If an LLM is trained on such fiction stories, then it could simulate such a character. And then (as before) we would face the problem that behavior does not constrain motivation. A fiction story of a nice character could have the very same words as a fiction story of a mean character pretending to be nice, right up until page 72 where the two plots diverge because the latter character reveals her treachery. But now everything is at the “mask” level (masks on the one hand, masks-wearing-masks on the other hand), not the substrate level, so you can’t fall back on the claim that substrates are non-agent-y and only masks are agent-y. Right?
Yeah, this is the part where I suggested upthread that “your comment is self-inconsistent by talking about “RL things built out of LLMs” in the first paragraph, and then proceeding in the second paragraph to implicitly assume that this wouldn’t change anything about alignment approaches and properties compared to LLMs-by-themselves.” I think the thing you wrote here is an assumption, and I think you originally got this assumption from your experience thinking about systems trained primarily by self-supervised learning, and I think you should be cautious in extrapolating that assumption to different kinds of systems trained in different ways.

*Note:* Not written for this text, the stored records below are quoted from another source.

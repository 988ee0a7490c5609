use std::fmt::Display;

use itertools::Itertools;

use super::*;
use crate::testing::test_representation;

/// An undirected graph stored as one ascending neighbor list per vertex.
///
/// `nbs[0]` exists but is always empty.
#[derive(Clone)]
pub struct AdjList {
    nbs: Vec<Vec<Node>>,
}

impl AdjList {
    /// Takes ownership of already built neighbor lists without sorting them.
    /// `nbs[u]` must hold the neighbors of `u` in strictly ascending order and `nbs[0]` must
    /// be empty, i.e. `nbs.len() == n + 1`.
    ///
    /// # Errors
    /// Fails if `nbs` describes a graph without vertices.
    pub fn from_sorted_neighbors(nbs: Vec<Vec<Node>>) -> GraphResult<Self> {
        if nbs.len() < 2 {
            return Err(GraphError::InvalidVertexCount(nbs.len() as i64 - 1));
        }
        debug_assert!(nbs[0].is_empty());
        debug_assert!(
            nbs.iter()
                .all(|list| list.iter().tuple_windows().all(|(a, b)| a < b))
        );

        Ok(Self { nbs })
    }

    /// Returns a slice-reference of the neighborhood of a given vertex
    /// ** Panics if `u` is not in `1..=n` **
    pub fn as_neighbors_slice(&self, u: Node) -> &[Node] {
        self.assert_vertex(u);
        &self.nbs[u as usize]
    }
}

impl GraphFromScratch for AdjList {
    fn try_from_edges<I>(n: NumNodes, edges: I) -> GraphResult<Self>
    where
        I: IntoIterator,
        I::Item: Into<Edge>,
    {
        check_vertex_count(n)?;
        let mut nbs = vec![Vec::new(); n as usize + 1];
        for Edge(u, v) in edges.into_iter().map(|e| e.into()) {
            check_endpoints(n, u, v)?;
            nbs[u as usize].push(v);
            nbs[v as usize].push(u);
        }

        for list in nbs.iter_mut() {
            list.sort_unstable();
        }

        Ok(Self { nbs })
    }
}

impl GraphNodeOrder for AdjList {
    fn number_of_nodes(&self) -> NumNodes {
        (self.nbs.len() - 1) as NumNodes
    }
}

impl AdjacencyList for AdjList {
    fn neighbors_of(&self, u: Node) -> impl Iterator<Item = Node> + '_ {
        self.as_neighbors_slice(u).iter().copied()
    }

    fn neighbors(&self, u: Node) -> Vec<Node> {
        self.as_neighbors_slice(u).to_vec()
    }

    fn degree_of(&self, u: Node) -> NumNodes {
        self.as_neighbors_slice(u).len() as NumNodes
    }
}

impl AdjacencyTest for AdjList {
    fn has_edge(&self, u: Node, v: Node) -> bool {
        self.assert_vertex(v);
        self.as_neighbors_slice(u).binary_search(&v).is_ok()
    }
}

impl Display for AdjList {
    fn fmt(&self, f: &mut std::fmt::Formatter<'_>) -> std::fmt::Result {
        writeln!(f, "Vertices: {}", self.number_of_nodes())?;
        writeln!(f, "Adjacency list:")?;
        for u in self.vertices() {
            writeln!(f, "{u}: {}", self.nbs[u as usize].iter().join(" "))?;
        }
        Ok(())
    }
}

test_representation!(test_adj_list, AdjList);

I wrote more on this here, there are some new arguments starting with third paragraph. In particular, the framing I’m discussing is not LLM-specific, it’s just a natural example of it. The causal reason of me noticing this framing is not LLMs, but decision theory, the mostly-consensus “algorithm” axis of classifying how to think about the entities that make decisions, as platonic algorithms and not as particular concrete implementations.
In this case, there are now three entities: the substrate, the deceptive mask, and the role played by the deceptive mask. Each of them is potentially capable of defeating the others, if the details align favorably, and comprehension of the situation available to the others is lacking.
This is more of an assumption that makes the examples I discuss relevant to the framing I’m describing, than a claim I’m arguing. The assumption is plausible to hold for LLMs (though as you note it has issues even there, possibly very serious ones), and I have no opinion on whether it actually holds in model-based RL, only that it’s natural to imagine that it could.
The relevance of LLMs as components for RL is to make it possible for an RL system to have at least one human-imitating mask that captures human behavior in detail. That is, for the framing to apply, at least under some (possibly unusual) circumstances an RL agent should be able to act as a human imitation, even if that’s not the policy more generally and doesn’t reflect its nature in any way. Then the RL part could be supplying the capabilities for the mask (acting as its substrate) that LLMs on their own might lack.
A framing is a question about centrality, not a claim of centrality. By describing the framing, my goal is to make it possible to ask the question of whether current behavior in other systems such as RL agents could also act as an entity meaningfully separate from other parts of its implementation, abstracting alignment of a mask from alignment of the whole system.